• WHAT TO DO: Your answer is the line containing "pub mod dist;" plus every line after it to the end of the data below, transcribed exactly and with nothing else.

□ □ □

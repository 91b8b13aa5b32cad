use std::process::ExitCode;

fn main() -> ExitCode {
    match listing_spatial::app::run() {
        Ok(()) => ExitCode::SUCCESS,
        Err(err) => {
            eprintln!("{err}");
            ExitCode::from(err.exit_code())
        }
    }
}
//! Numerical building blocks: least squares, distributions, 1-D optimizers
//! and summary statistics.

pub mod dist;
pub mod ols;
pub mod optimize;
pub mod summary;

pub use dist::*;
pub use ols::*;
pub use optimize::*;
pub use summary::*;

□ □ □

• SOLUTION FOR THIS PROBLEM:
pub mod dist;
pub mod ols;
pub mod optimize;
pub mod summary;

pub use dist::*;
pub use ols::*;
pub use optimize::*;
pub use summary::*;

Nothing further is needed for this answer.